-- INFORMATION SUPPLIED follows --

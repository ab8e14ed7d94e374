use raycam_common::ColorGrid;
use raycam_scene::SceneQuery;

use crate::config::{RenderConfig, RenderView};
use crate::error::RenderError;
use crate::pipeline;

/// Renderer-agnostic interface. All renderers implement this trait.
///
/// The renderer reads the scene through queries and a view, then produces
/// output. It never mutates the scene.
pub trait Renderer {
    /// The output type produced by this renderer.
    type Output;

    /// Render one frame of the scene from the given view.
    fn render(&self, scene: &dyn SceneQuery, view: &RenderView)
        -> Result<Self::Output, RenderError>;
}

/// CPU raycaster producing a color grid.
#[derive(Debug, Clone, Default)]
pub struct RaycastRenderer {
    config: RenderConfig,
}

impl RaycastRenderer {
    pub fn new(config: RenderConfig) -> Self {
        Self { config }
    }

    pub fn config(&self) -> &RenderConfig {
        &self.config
    }
}

impl Renderer for RaycastRenderer {
    type Output = ColorGrid;

    fn render(&self, scene: &dyn SceneQuery, view: &RenderView) -> Result<ColorGrid, RenderError> {
        pipeline::render(scene, view, &self.config)
    }
}

/// Luminance ramp from dark to bright.
const RAMP: &[u8] = b" .:-=+*#%@";

/// Debug text renderer: the raycast image as ASCII art.
///
/// Useful for CLI output, logging, and testing without an image viewer.
#[derive(Debug, Clone, Default)]
pub struct DebugTextRenderer {
    config: RenderConfig,
}

impl DebugTextRenderer {
    pub fn new(config: RenderConfig) -> Self {
        Self { config }
    }
}

impl Renderer for DebugTextRenderer {
    type Output = String;

    fn render(&self, scene: &dyn SceneQuery, view: &RenderView) -> Result<String, RenderError> {
        let colors = pipeline::render(scene, view, &self.config)?;
        let background = colors
            .as_slice()
            .iter()
            .filter(|c| **c == self.config.miss_color)
            .count();

        let p = view.pose.position;
        let e = view.pose.euler_degrees;
        let mut out = String::new();
        out.push_str(&format!(
            "=== Raycast ({}x{}, order={}) ===\n",
            colors.rows(),
            colors.cols(),
            self.config.order
        ));
        out.push_str(&format!(
            "Camera: pos=({:.2}, {:.2}, {:.2}) euler=({:.1}, {:.1}, {:.1})\n",
            p.x, p.y, p.z, e.x, e.y, e.z
        ));
        out.push_str(&format!("Background: {background}/{}\n", colors.len()));

        for i in 0..colors.rows() {
            let Some(row) = colors.row(i) else { break };
            for c in row {
                let l = c.luminance().clamp(0.0, 1.0);
                let idx = ((l * (RAMP.len() - 1) as f32).round() as usize).min(RAMP.len() - 1);
                out.push(RAMP[idx] as char);
            }
            out.push('\n');
        }

        Ok(out)
    }
}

-- INFORMATION SUPPLIED concluded --

For each line in the data that holds the word "this", copy the line.

/// Renderer-agnostic interface. All renderers implement this trait.
    /// The output type produced by this renderer.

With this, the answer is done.